Il Covid ha segnato in Italia uno
spartiacque da cui non si torna più indietro sui pagamenti
elettronici e il nostro Paese, fra gli ultimi in Europa, sta
risalendo poco a poco la china. E mentre il governo pensa ad
alzare il tetto al contante, il presidente dell'Abi Antonio
Patuelli chiede che vi sia una discussione e una norma europea
sul tema. Nel primo semestre 2022 quindi la crescita dei
pagamenti digitali vista nel 2021 è proseguita mettendo a segno
un +22% grazie al balzo di contactless (+49%) e smartphone o
bracciali (+139%) sopra la media dell'area euro. Sembra quindi
che stiano cambiando alcune delle abitudini consuete legate
molto, come si legge in un paper della Banca d'Italia, al grado
di conoscenza informatica, all'età e alla posizione geografica,
più che a questioni meramente fiscali. Certo quello che non
difetta all'Italia sono gli strumenti: le carte sono in misura
abbondante nei portafogli dei clienti e la diffusione dei pos
addirittura è sopra la media.
La tecnologia inoltre apre nuovi spazi e ne fa chiudere
altri, quelli fisici delle filiali visto il ricorso sempre più
massiccio all'home banking. Dai dati Abi nel 2021 ci sono state
1,21 visite medie mensili in agenzia contro 1,71 del 2008 e da
allora gli sportelli sono calati del 36% a 21.650 (nel 2022 il
calo è proseguito). La banca però appunto mantiene i contatti
con i clienti tramite gli atm 'evoluti', le app, l'online e il
telefono. Non a caso gli investimenti del settore in sicurezza
informatica stanno crescendo e cresceranno anche nei prossimi
mesi. Per questo ci deve essere una spinta europea" che arriverà
con l'Euro digitale della Bce che comunque non escluderà le
banche commerciali e il loro ruolo di intermediazione. Per l'Abi
dovrà essere infatti "uno strumento funzionalmente diverso da
uno strumento di pagamento elettronico" per integrare e non
competere con le banche e le loro iniziative portando però
vantaggi concreti anche ai clienti.
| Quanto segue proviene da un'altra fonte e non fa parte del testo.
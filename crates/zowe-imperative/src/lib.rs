//! Zowe Imperative Core Library
//!
//! Resolves everything a command needs to open a session with a mainframe
//! service: connection properties, the credentials to send, and the team
//! configuration those come from.

pub mod config;
pub mod error;
pub mod prompt;
pub mod session;
pub mod settings;

// Re-export commonly used types
pub use config::{AuthHandler, AutoStore, Config, ConfigAutoStore, CredentialVault, ImperativeConfig, MemoryVault};
pub use error::{ImperativeError, ImperativeResult};
pub use prompt::{HandlerContext, PromptOptions, Prompter, TerminalPrompter};
pub use session::{
    AuthType, CommandArguments, ConnectionOptions, ConnectionPropsForSessCfg, PromptProp,
    PropertyOverride, SecurePropRegistry, Session, SessionConfig, ValuesProvider,
};
pub use settings::ImperativeSettings;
Il contatto con i clienti,
mantenuto strenuamente durante i lockdown, sarà necessario anche
per i prossimi mesi specie per le imprese che devono fare i
conti con il rallentamento dell'economia e il caro energia.
Per i prossimi mesi, ha sintetizzato Patuelli, "ho l'animo
preoccupato per diversi ragioni" come il "calo della produzione
industriale in corso" a fronte di un Pil tenuto su da turismo e
servizi e per il rialzo dei tassi che, seppure aumenta "i ricavi
nell'immediato", "non è una festa per gli istituti di credito".
Le banche faranno la loro parte e cercheranno di evotare il
credit crunch, ha spiegato. Il comparto del credito si è
"rafforzato patrimonialmente" e ha beneficiato dell'aumento dei
tassi che ora però "avranno effetti nefasti" con un
appesantimento dei costi per la clientela e un aumento del costo
della raccolta delle banche. "Abbiamo più utili ma non sono
ricchezza a prescindere perchè dovremo effettuare maggiori
accantonamenti" per fare fronte alle rettifiche che sono in
arrivo. Non a caso la Bce e la Banca d'Italia da diverse
settimane stanno invitando alla prudenza il comparto con una
insistenza che ha provocato delle reazioni da parte di alcuni
vertici di grandi gruppi europei anche sulla richiesta della
vigilanza di partecipare ai cda. Una partecipazione che Patuelli
sconsiglia alla Bce perchè se i consigli "ponessero in essere
provvedimenti che non fossero consoni e che non fossero
combattuti in tempo reale con ogni energia e segnalati da
rappresentanti Bce renderebbe qualche problema alla Bce
medesima". Di fronte a uno scenario più complesso quindi, le
banche italiane insistono per un provvedimento a livello europeo
di moratoria per le imprese, non contenuto nell'ultimo pacchetto
di misure. Come ha ricordato il dg dell'Abi, Giovanni Sabatini,
"la ricetta è più complessa rispetto alla crisi Covid, non serve
solo liquidità ma sostenibilità del debito per le aziende" e
quindi occorre "allungare le scadenze".